I have stumbled across a bit of an issue with U-SQL which for me is a problem I haven't yet found a workaround for.
It seems U-SQL doesnt support anything else but == in joins, so you can't put > or < in the join itself.
For the use case below which I have done in oracle:
create table trf.test_1(
number_col int
);
insert into trf.test_1 VALUES (10);
insert into trf.test_1 VALUES (20);
insert into trf.test_1 VALUES (30);
insert into trf.test_1 VALUES (60);
drop table trf.test_2;
create table trf.test_2(
number_col int
);
insert into trf.test_2 VALUES (20);
insert into trf.test_2 VALUES (30);
SELECT t1.number_col, t2.number_col
FROM trf.test_1 t1
LEFT JOIN trf.test_2 t2 ON t1.number_col < t2.number_col
;
I get the following:
How might I do that in u-sql without the < join?
I tried a cross join, but if you include the < in the where clause it just turns into an inner and you don't get the rows with the nulls.
Any ideas appreciated.
@t1 =
SELECT * FROM
( VALUES
(10),
(20),
(30),
(60)
) AS T(num_col);
@t2 =
SELECT * FROM
( VALUES
(20),
(30)
) AS T(num_col);
@result =
SELECT t1.num_col, t2.num_col AS num_col_2
FROM @t1 AS t1
CROSS JOIN @t2 AS t2
WHERE t1.num_col < t2.num_col;
@result2 =
SELECT t1.num_col, t2.num_col AS num_col_2
FROM @t1 AS t1
LEFT JOIN @result AS t2 ON t1.num_col == t2.num_col;
OUTPUT @result2
TO "/Output/ReferenceGuide/Joins/exampleA.csv"
USING Outputters.Csv();
Edit - I added the left join from the @t1 dataset back to the @result set which seems to work but would be interested if there are any better solutions out there. Seems a bit of a work around.
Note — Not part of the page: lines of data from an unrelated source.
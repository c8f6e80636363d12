//! Keywords and literal types
//!
//! A literal reports its keyword's type with the literal attached as
//! `const_value`: `"action"` analyzes to `string` with const `"action"`.

use super::AnalysisStrategy;
use crate::analysis::{AnalysisRequest, PropertyInfo, PropertyType, TypeAnalyzer};
use crate::error::Result;
use crate::syntax::TypeExpr;

pub struct PrimitiveStrategy;

impl AnalysisStrategy for PrimitiveStrategy {
    fn can_handle(&self, expr: &TypeExpr) -> bool {
        matches!(expr, TypeExpr::Keyword(_) | TypeExpr::Literal(_))
    }

    fn analyze(
        &self,
        request: &AnalysisRequest<'_>,
        _analyzer: &TypeAnalyzer,
    ) -> Result<Option<PropertyInfo>> {
        let info = match request.expr {
            TypeExpr::Keyword(keyword) => PropertyInfo::terminal(
                request.name.clone(),
                PropertyType::from(*keyword),
                keyword.to_string(),
            ),
            TypeExpr::Literal(literal) => {
                let keyword = literal.keyword();
                PropertyInfo::terminal(
                    request.name.clone(),
                    PropertyType::from(keyword),
                    keyword.to_string(),
                )
                .with_const(literal.to_value())
            },
            _ => return Ok(None),
        };
        Ok(Some(info))
    }
}
//! Helpers for picking apart type names as they appear in `ref` strings

/// A `Namespace.Member` reference split at its first dot
#[derive(Debug, Clone, Copy, PartialEq, Eq)]
pub struct NamespacedType<'a> {
    /// Leading namespace token
    pub namespace: &'a str,
    /// Everything after the first dot, further dots included
    pub member:    &'a str,
}

/// Strip the generic argument suffix from a type reference
///
/// Only the first `<` is significant, so nested arguments such as
/// `Map<string, Array<Foo>>` reduce to `Map`.
pub fn extract_base_name(reference: &str) -> &str {
    reference
        .find('<')
        .map_or(reference, |start| &reference[..start])
        .trim()
}

/// Split `Ns.Member` into namespace and member, `None` when there is no dot
pub fn parse_namespaced_type(name: &str) -> Option<NamespacedType<'_>> {
    name.split_once('.')
        .map(|(namespace, member)| NamespacedType { namespace, member })
}
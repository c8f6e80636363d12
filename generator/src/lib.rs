//! Fluent builder generation for Player XLR types
//!
//! Turns XLR object types into TypeScript builder classes with chainable `withX`
//! setters, default values and the asset-wrapper metadata the fluent runtime
//! needs to wrap nested assets.
//!
//! # Usage
//!
//! ```
//! use player_fluent_generator::BuilderGenerator;
//! use player_xlr::NamedType;
//!
//! let text = NamedType::from_json(
//!     r#"{ "name": "TextAsset", "source": "text.ts", "type": "object",
//!          "extends": { "type": "ref", "ref": "Asset<\"text\">" },
//!          "properties": { "value": { "required": true, "node": { "type": "string" } } } }"#,
//! )
//! .unwrap();
//!
//! let generated = BuilderGenerator::default()
//!     .with_types(std::slice::from_ref(&text))
//!     .generate(&text)
//!     .unwrap();
//! assert!(generated.code.contains("export class TextAssetBuilder"));
//! ```
//!
//! # Pipeline
//!
//! - [`analysis`]: structural classification of property types
//! - [`defaults`]: default values for required properties
//! - [`asset_paths`]: property paths that end at `AssetWrapper` slots
//! - [`transform`]: setter parameter types
//! - [`imports`]: import tracking and emission
//! - [`builder`]: orchestration and TypeScript output
//!
//! Supporting modules: [`syntax`] (type expressions), [`registry`] (named object
//! types), [`config`] and [`constants`].

pub mod analysis;
pub mod asset_paths;
pub mod builder;
pub mod config;
pub mod constants;
pub mod defaults;
mod error;
pub mod imports;
pub mod registry;
pub mod syntax;
pub mod transform;

pub use analysis::{AnalysisOptions, PropertyInfo, TypeAnalyzer};
pub use asset_paths::{AssetWrapperPath, AssetWrapperPathFinder};
pub use builder::{BuilderGenerator, GeneratedBuilder};
pub use config::{DefaultValueConfig, GeneratorConfig, ImportConfig};
pub use defaults::DefaultValueGenerator;
pub use error::{Error, Result};
pub use imports::{ImportGenerator, SourceResolver, TypeOrigin, TypeResolver};
pub use registry::TypeRegistry;
pub use syntax::TypeExpr;
pub use transform::TypeTransformer;
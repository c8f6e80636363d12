//! Generator-wide constants

// ============================================================================
// RECURSION LIMITS
// ============================================================================

/// Depth at which the type analyzer stops descending and returns a fallback
pub const DEFAULT_MAX_ANALYSIS_DEPTH: usize = 10;

/// Depth at which default synthesis returns `{}` for nested objects
pub const DEFAULT_MAX_DEFAULTS_DEPTH: usize = 3;

/// Nesting allowed while resolving utility-type arguments to object shapes
pub const MAX_UTILITY_EXPANSION_DEPTH: usize = 10;

// ============================================================================
// PACKAGES
// ============================================================================

/// Package exporting the framework's shared types
pub const DEFAULT_TYPES_PACKAGE: &str = "@player-ui/types";

/// Package exporting the fluent builder runtime
pub const DEFAULT_RUNTIME_PACKAGE: &str = "@player-tools/fluent";

/// Module the type under generation is imported from
pub const DEFAULT_TYPE_IMPORT_PATH: &str = "../types";

// ============================================================================
// RUNTIME SUPPORT NAMES
// ============================================================================

/// Builder interface every generated builder satisfies
pub const FLUENT_BUILDER: &str = "FluentBuilder";
/// Context passed to `build`
pub const BASE_BUILD_CONTEXT: &str = "BaseBuildContext";
/// Partial-value form accepting nested builders
pub const FLUENT_PARTIAL: &str = "FluentPartial";
/// Base class generated builders extend
pub const FLUENT_BUILDER_BASE: &str = "FluentBuilderBase";
/// Factory for the inspect hook
pub const CREATE_INSPECT_METHOD: &str = "createInspectMethod";
/// Placeholder for templated/deferred primitive values
pub const TAGGED_TEMPLATE_VALUE: &str = "TaggedTemplateValue";

// ============================================================================
// DEFAULTS
// ============================================================================

/// Property holding an asset's id
pub const ID_PROPERTY: &str = "id";
/// Property holding an asset's type discriminator
pub const TYPE_PROPERTY: &str = "type";
/// Reference to a named type, possibly with generic arguments
#[derive(Debug, Clone, PartialEq, Deserialize)]
#[serde(rename_all = "camelCase")]
pub struct RefNode {
    /// Referenced type as written, e.g. `AssetWrapper<ImageAsset>`
    #[serde(rename = "ref")]
    pub reference:         String,
    /// Parsed generic arguments, when the converter resolved them
    pub generic_arguments: Option<Vec<NodeType>>,
    /// Indexed property access (`Foo["bar"]`)
    pub property:          Option<String>,
    /// Documentation annotations
    #[serde(flatten)]
    pub annotations:       Annotations,
}

/// A single property of an object node
#[derive(Debug, Clone, PartialEq, Deserialize)]
pub struct ObjectProperty {
    /// Whether the property must be present
    pub required: bool,
    /// Type of the property
    pub node:     NodeType,
}

/// `additionalProperties` / `additionalItems`: either a flag or a node
#[derive(Debug, Clone, PartialEq, Deserialize)]
#[serde(untagged)]
pub enum AdditionalItems {
    /// `false` when extra entries are disallowed
    Allowed(bool),
    /// Type every extra entry must satisfy
    Node(Box<NodeType>),
}

/// Object shape, named when `annotations.name` is set
#[derive(Debug, Clone, Default, PartialEq, Deserialize)]
#[serde(rename_all = "camelCase")]
pub struct ObjectNode {
    /// Properties in declaration order
    #[serde(default)]
    pub properties:            IndexMap<String, ObjectProperty>,
    /// Base type this object extends
    pub extends:               Option<Box<RefNode>>,
    /// Constraint on properties not listed in `properties`
    pub additional_properties: Option<AdditionalItems>,
    /// Literal value the object is fixed to
    #[serde(rename = "const")]
    pub const_value:           Option<Value>,
    /// Documentation annotations
    #[serde(flatten)]
    pub annotations:           Annotations,
}

/// Homogeneous array
#[derive(Debug, Clone, PartialEq, Deserialize)]
#[serde(rename_all = "camelCase")]
pub struct ArrayNode {
    /// Element type
    pub element_type: Box<NodeType>,
    /// Documentation annotations
    #[serde(flatten)]
    pub annotations:  Annotations,
}

/// One positional member of a tuple
#[derive(Debug, Clone, PartialEq, Deserialize)]
pub struct TupleMember {
    /// Label of a named tuple member
    pub name:     Option<String>,
    /// Type of the member
    #[serde(rename = "type")]
    pub node:     NodeType,
    /// Whether the member may be omitted
    #[serde(default)]
    pub optional: bool,
}

/// Fixed-length tuple
#[derive(Debug, Clone, PartialEq, Deserialize)]
#[serde(rename_all = "camelCase")]
pub struct TupleNode {
    /// Members in position order
    pub element_types:    Vec<TupleMember>,
    /// Minimum number of members that must be present
    #[serde(default)]
    pub min_items:        usize,
    /// Rest element type, if any
    pub additional_items: Option<AdditionalItems>,
    /// Documentation annotations
    #[serde(flatten)]
    pub annotations:      Annotations,
}

/// Intersection (`A & B`)
#[derive(Debug, Clone, PartialEq, Deserialize)]
pub struct AndNode {
    /// Intersected participants
    #[serde(rename = "and")]
    pub members:     Vec<NodeType>,
    /// Documentation annotations
    #[serde(flatten)]
    pub annotations: Annotations,
}

/// Union (`A | B`)
#[derive(Debug, Clone, PartialEq, Deserialize)]
pub struct OrNode {
    /// Union variants
    #[serde(rename = "or")]
    pub members:     Vec<NodeType>,
    /// Documentation annotations
    #[serde(flatten)]
    pub annotations: Annotations,
}

/// Template literal type, stored as its match format
#[derive(Debug, Clone, PartialEq, Deserialize)]
pub struct TemplateNode {
    /// Pattern the string must match
    pub format:      String,
    /// Documentation annotations
    #[serde(flatten)]
    pub annotations: Annotations,
}
#[cfg(test)]
#[allow(clippy::unwrap_used, reason = "tests fail loudly")]
mod tests {
    use serde_json::json;

    use super::*;
    use crate::imports::SourceResolver;

    fn named(value: serde_json::Value) -> NamedType { NamedType::from_value(value).unwrap() }

    fn action_asset() -> NamedType {
        named(json!({
            "name": "ActionAsset",
            "source": "src/assets/action/types.ts",
            "type": "object",
            "genericTokens": [{
                "symbol": "AnyTextAsset",
                "constraints": { "type": "ref", "ref": "Asset" },
                "default": { "type": "ref", "ref": "Asset" }
            }],
            "extends": {
                "type": "ref",
                "ref": "Asset<\"action\">",
                "genericArguments": [{ "type": "string", "const": "action" }]
            },
            "properties": {
                "value": { "required": false, "node": { "type": "string", "description": "Transition value" } },
                "label": { "required": false, "node": {
                    "type": "ref",
                    "ref": "AssetWrapper<AnyTextAsset>",
                    "genericArguments": [{ "type": "ref", "ref": "AnyTextAsset" }]
                } },
                "exp": { "required": false, "node": { "type": "ref", "ref": "Expression" } },
                "metaData": { "required": false, "node": { "type": "ref", "ref": "ActionMetaData" } }
            }
        }))
    }

    fn meta_data() -> NamedType {
        named(json!({
            "name": "ActionMetaData",
            "source": "src/assets/action/types.ts",
            "type": "object",
            "properties": {
                "beacon": { "required": false, "node": { "type": "string" } },
                "skipValidation": { "required": false, "node": { "type": "boolean" } }
            }
        }))
    }

    #[test]
    fn test_factory_and_asset_type_names() {
        assert_eq!(factory_name("ActionAsset"), "action");
        assert_eq!(factory_name("ListItem"), "listItem");
        assert_eq!(factory_name("Asset"), "asset");

        let action = action_asset();
        assert_eq!(asset_type(action.as_object().unwrap()).as_deref(), Some("action"));
        assert_eq!(asset_type(meta_data().as_object().unwrap()), None);
    }

    #[test]
    fn test_generates_action_asset_builder() {
        let types = [action_asset(), meta_data()];
        let generator = BuilderGenerator::default()
            .with_types(&types)
            .with_resolver(Arc::new(SourceResolver::from_named_types(&types)));

        let generated = generator.generate(&types[0]).unwrap();
        assert_eq!(generated.builder_name, "ActionAssetBuilder");
        assert_eq!(generated.asset_wrapper_paths, [["label"]]);
        assert!(generated.unresolved_types.is_empty());

        let code = &generated.code;
        assert!(code.contains("import type { ActionAsset, ActionMetaData } from \"../types\";"));
        assert!(code.contains("import type { Asset } from \"@player-ui/types\";"));
        assert!(!code.contains("import type { AnyTextAsset"));
        assert!(code.contains("export class ActionAssetBuilder<AnyTextAsset extends Asset = Asset>"));
        assert!(code.contains(r#"private static readonly defaults: Record<string, unknown> = {"type":"action","id":""};"#));
        assert!(code.contains(r#"__assetWrapperPaths__: ReadonlyArray<ReadonlyArray<string>> = [["label"]];"#));
        assert!(code.contains("withValue(value: string | TaggedTemplateValue): ActionAssetBuilder<AnyTextAsset>"));
        assert!(code.contains(
            "withLabel(value: AnyTextAsset | FluentBuilder<AnyTextAsset, BaseBuildContext>)"
        ));
        assert!(code.contains("withExp(value: string | TaggedTemplateValue)"));
        assert!(code.contains(
            "withMetaData(value: ActionMetaData | FluentBuilder<ActionMetaData, BaseBuildContext> \
             | FluentPartial<ActionMetaData, BaseBuildContext>)"
        ));
        assert!(code.contains("   * Transition value"));
        assert!(code.contains("export function action<AnyTextAsset extends Asset = Asset>("));
    }

    fn list_asset() -> NamedType {
        named(json!({
            "name": "ListAsset",
            "source": "src/assets/list/types.ts",
            "type": "object",
            "extends": { "type": "ref", "ref": "Asset<\"list\">" },
            "properties": {
                "values": { "required": false, "node": {
                    "type": "array", "elementType": { "type": "ref", "ref": "AssetWrapper" }
                } },
                "title": { "required": false, "node": { "type": "ref", "ref": "AssetWrapper" } },
                "tags": { "required": false, "node": { "type": "array", "elementType": { "type": "string" } } },
                "labels": { "required": false, "node": { "type": "ref", "ref": "Labels" } },
                "meta": { "required": false, "node": { "type": "object", "properties": {
                    "a": { "required": false, "node": { "type": "object", "properties": {
                        "b": { "required": false, "node": { "type": "string" } }
                    } } }
                } } }
            }
        }))
    }

    fn labels() -> NamedType {
        named(json!({
            "name": "Labels",
            "source": "src/assets/list/types.ts",
            "type": "array",
            "elementType": { "type": "string" }
        }))
    }

    #[test]
    fn test_array_and_slot_methods_follow_analysis() {
        let types = [list_asset(), labels()];
        let generated = BuilderGenerator::default()
            .with_types(&types)
            .generate(&types[0])
            .unwrap();
        let code = &generated.code;

        assert!(code.contains(
            "withValues(value: Array<Asset | FluentBuilder<Asset, BaseBuildContext>>): ListAssetBuilder {\n    \
             return this.setSlot(\"values\", value, true, true);"
        ));
        assert!(code.contains(
            "addValues(value: Asset | FluentBuilder<Asset, BaseBuildContext>): ListAssetBuilder {\n    \
             return this.appendSlot(\"values\", value, true);"
        ));
        assert!(code.contains("return this.setSlot(\"title\", value, true, false);"));
        assert!(code.contains(
            "withTags(value: Array<string | TaggedTemplateValue>): ListAssetBuilder {\n    \
             return this.set(\"tags\", value);"
        ));
        assert!(code.contains(
            "addTags(value: string | TaggedTemplateValue): ListAssetBuilder {\n    \
             return this.append(\"tags\", value);"
        ));
        assert!(code.contains("addLabels(value: Labels[number]): ListAssetBuilder"));
        assert!(code.contains("  addTags(value: string | TaggedTemplateValue): ListAssetBuilder;"));
        assert!(!code.contains("addMeta"));
        assert!(!code.contains("addTitle"));

        let meta = "{ a?: { b?: string } }";
        assert!(code.contains(&format!(
            "withMeta(value: {meta} | FluentBuilder<{meta}, BaseBuildContext> \
             | FluentPartial<{meta}, BaseBuildContext>): ListAssetBuilder {{"
        )));
    }

    #[test]
    fn test_analysis_depth_limit_drops_append_methods() {
        let types = [list_asset(), labels()];
        let config = GeneratorConfig {
            max_analysis_depth: 0,
            ..GeneratorConfig::default()
        };
        let generated = BuilderGenerator::new(config)
            .with_types(&types)
            .generate(&types[0])
            .unwrap();

        assert!(!generated.code.contains("addTags("));
        assert!(generated.code.contains("withTags("));
    }

    #[test]
    fn test_required_constants_have_no_setter() {
        let text = named(json!({
            "name": "TextAsset",
            "source": "text.ts",
            "type": "object",
            "extends": { "type": "ref", "ref": "Asset<\"text\">" },
            "properties": {
                "type": { "required": true, "node": { "type": "string", "const": "text" } },
                "value": { "required": true, "node": { "type": "string" } }
            }
        }));
        let generated = BuilderGenerator::default().generate(&text).unwrap();
        assert!(!generated.code.contains("withType("));
        assert!(generated.code.contains("withValue("));
        assert!(generated.code.contains(r#"{"type":"text","id":"","value":""}"#));
        assert!(!generated.code.contains("__assetWrapperPaths__"));
    }

    #[test]
    fn test_unresolved_imports_are_reported_not_fatal() {
        let holder = named(json!({
            "name": "Holder",
            "source": "holder.ts",
            "type": "object",
            "properties": { "ghost": { "required": false, "node": { "type": "ref", "ref": "Ghost" } } }
        }));
        let generator = BuilderGenerator::default()
            .with_resolver(Arc::new(SourceResolver::from_named_types([&holder])));

        let generated = generator.generate(&holder).unwrap();
        assert_eq!(generated.unresolved_types, ["Ghost"]);
    }

    #[test]
    fn test_non_object_types_are_rejected() {
        let alias = named(json!({ "name": "Name", "source": "a.ts", "type": "string" }));
        let report = BuilderGenerator::default().generate(&alias).unwrap_err();
        assert!(matches!(
            report.current_context(),
            Error::NotAnObjectType { kind, .. } if kind == "string"
        ));
    }

    #[test]
    fn test_generate_all_uses_fresh_imports_per_type() {
        let types = [action_asset(), meta_data()];
        let generated = BuilderGenerator::default()
            .with_types(&types)
            .generate_all(&types)
            .unwrap();

        assert_eq!(generated.len(), 2);
        assert!(generated[1].code.contains("import type { ActionMetaData } from \"../types\";"));
        assert!(!generated[1].code.contains("import type { Asset }"));
    }
}
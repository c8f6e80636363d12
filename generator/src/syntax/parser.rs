//! nom parser for TypeScript type expressions
//!
//! Grammar, loosest binding first:
//!
//! ```text
//! type         := '|'? intersection ('|' intersection)*
//! intersection := postfix ('&' postfix)*
//! postfix      := primary ('[' ']')*
//! primary      := '(' type ')' | tuple | object | string | number | named
//! tuple        := '[' (label '?'? ':')? type '?'? (',' ...)* ','? ']'
//! object       := '{' (key '?'? ':' type (';' | ',')?)* '}'
//! number       := '-'? digits ('.' digits)?
//! named        := ident ('.' ident)* ('<' type (',' type)* '>')?
//! ```
//!
//! Function and conditional types are not parsed; they only enter the tree
//! through XLR conversion.

use error_stack::Report;
use nom::branch::alt;
use nom::bytes::complete::{tag, take_while, take_while1};
use nom::character::complete::{char, digit1, multispace0};
use nom::combinator::{map, opt, recognize};
use nom::error::ErrorKind;
use nom::multi::{many0, separated_list0, separated_list1};
use nom::sequence::{delimited, pair, preceded, terminated};
use nom::{IResult, Parser};

use super::{Keyword, Literal, PropertySignature, TupleElement, TypeExpr, TypeReference};
use crate::error::{Error, Result};

type ParseResult<'a, T> = IResult<&'a str, T>;

/// Parse a complete type expression, rejecting trailing input
pub(super) fn parse(text: &str) -> Result<TypeExpr> {
    match terminated(type_expr, multispace0).parse(text) {
        Ok(("", expr)) => Ok(expr),
        Ok((rest, _)) => Err(Report::new(Error::syntax(
            text,
            format!("unexpected input at '{rest}'"),
        ))),
        Err(e) => Err(Report::new(Error::syntax(text, e))),
    }
}

/// A fixed token, skipping leading whitespace
fn token<'a>(expected: &'static str) -> impl FnMut(&'a str) -> ParseResult<'a, &'a str> {
    move |input: &'a str| preceded(multispace0, tag(expected)).parse(input)
}

/// Parse an identifier (letters, digits, `_`, `$`, not starting with a digit)
fn identifier(input: &str) -> ParseResult<'_, &str> {
    preceded(
        multispace0,
        recognize(pair(
            take_while1(|c: char| c.is_alphabetic() || c == '_' || c == '$'),
            take_while(|c: char| c.is_alphanumeric() || c == '_' || c == '$'),
        )),
    )
    .parse(input)
}

/// Parse a single- or double-quoted string, returning its contents
fn quoted(input: &str) -> ParseResult<'_, &str> {
    preceded(
        multispace0,
        alt((
            delimited(char('"'), take_while(|c: char| c != '"'), char('"')),
            delimited(char('\''), take_while(|c: char| c != '\''), char('\'')),
        )),
    )
    .parse(input)
}

fn decimal(input: &str) -> ParseResult<'_, &str> {
    preceded(
        multispace0,
        recognize(pair(digit1, opt(pair(char('.'), digit1)))),
    )
    .parse(input)
}

/// Numeric literal; a unary minus makes it a negative constant
fn number_literal(input: &str) -> ParseResult<'_, TypeExpr> {
    let (rest, sign) = opt(token("-")).parse(input)?;
    let (rest, digits) = decimal(rest)?;
    let text = if sign.is_some() {
        format!("-{digits}")
    } else {
        digits.to_string()
    };
    text.parse::<serde_json::Number>()
        .map(|number| (rest, TypeExpr::Literal(Literal::Number(number))))
        .map_err(|_| nom::Err::Error(nom::error::Error::new(input, ErrorKind::Digit)))
}

fn string_literal(input: &str) -> ParseResult<'_, TypeExpr> {
    map(quoted, |text| TypeExpr::Literal(Literal::String(text.to_string()))).parse(input)
}

/// Keyword, boolean literal or (possibly dotted, possibly generic) reference
fn named_type(input: &str) -> ParseResult<'_, TypeExpr> {
    let (rest, segments) = separated_list1(token("."), identifier).parse(input)?;
    let (rest, args) = opt(delimited(
        token("<"),
        separated_list1(token(","), type_expr),
        token(">"),
    ))
    .parse(rest)?;

    let name = segments.join(".");
    let expr = if let Some(args) = args {
        TypeExpr::Reference(TypeReference::new(name, args))
    } else {
        match name.as_str() {
            "true" => TypeExpr::Literal(Literal::Boolean(true)),
            "false" => TypeExpr::Literal(Literal::Boolean(false)),
            other => other
                .parse::<Keyword>()
                .map_or_else(|_| TypeExpr::reference(other), TypeExpr::Keyword),
        }
    };
    Ok((rest, expr))
}

fn tuple_element(input: &str) -> ParseResult<'_, TupleElement> {
    let (rest, label) =
        opt(terminated(pair(identifier, opt(token("?"))), token(":"))).parse(input)?;
    let (rest, ty) = type_expr(rest)?;
    let (rest, trailing) = opt(token("?")).parse(rest)?;

    let optional = matches!(label, Some((_, Some(_)))) || trailing.is_some();
    Ok((
        rest,
        TupleElement {
            name: label.map(|(name, _)| name.to_string()),
            ty,
            optional,
        },
    ))
}

fn tuple_type(input: &str) -> ParseResult<'_, TypeExpr> {
    let (rest, _) = token("[").parse(input)?;
    let (rest, elements) = separated_list0(token(","), tuple_element).parse(rest)?;
    let (rest, _) = opt(token(",")).parse(rest)?;
    let (rest, _) = token("]").parse(rest)?;
    Ok((rest, TypeExpr::Tuple(elements)))
}

fn property_signature(input: &str) -> ParseResult<'_, PropertySignature> {
    let (rest, name) = alt((identifier, quoted)).parse(input)?;
    let (rest, optional) = opt(token("?")).parse(rest)?;
    let (rest, _) = token(":").parse(rest)?;
    let (rest, ty) = type_expr(rest)?;
    Ok((
        rest,
        PropertySignature {
            name: name.to_string(),
            ty,
            optional: optional.is_some(),
        },
    ))
}

fn object_type(input: &str) -> ParseResult<'_, TypeExpr> {
    let (rest, _) = token("{").parse(input)?;
    let (rest, properties) = many0(terminated(
        property_signature,
        opt(alt((token(";"), token(",")))),
    ))
    .parse(rest)?;
    let (rest, _) = token("}").parse(rest)?;
    Ok((rest, TypeExpr::Object(properties)))
}

fn primary(input: &str) -> ParseResult<'_, TypeExpr> {
    alt((
        delimited(token("("), type_expr, token(")")),
        tuple_type,
        object_type,
        string_literal,
        number_literal,
        named_type,
    ))
    .parse(input)
}

fn postfix(input: &str) -> ParseResult<'_, TypeExpr> {
    let (rest, base) = primary(input)?;
    let (rest, dimensions) = many0(pair(token("["), token("]"))).parse(rest)?;
    let expr = dimensions
        .into_iter()
        .fold(base, |inner, _| TypeExpr::Array(Box::new(inner)));
    Ok((rest, expr))
}

fn intersection(input: &str) -> ParseResult<'_, TypeExpr> {
    let (rest, parts) = separated_list1(token("&"), postfix).parse(input)?;
    Ok((rest, TypeExpr::intersection_of(parts)))
}

fn type_expr(input: &str) -> ParseResult<'_, TypeExpr> {
    let (rest, _) = opt(token("|")).parse(input)?;
    let (rest, members) = separated_list1(token("|"), intersection).parse(rest)?;
    Ok((rest, TypeExpr::union_of(members)))
}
This is a known feature and discussed extensively in the article "U-SQL SELECT Selecting from joins".
Some quotes from that article:
Join Comparisons
U-SQL, like most scaled out Big Data Query languages that support joins, restricts the join comparison to equality comparisons between columns in the rowsets to be joined...
...
If one has a non-equality comparison or a more complex expression (such as a method invocation) in the comparison, one can move the comparison to the SELECT’s WHERE clause. Or the more complex expression can be placed in an earlier SELECT statement’s column and then that alias can be referred to in the join comparison.
Basically they don't scale particularly well on a distributed platform like ADLA.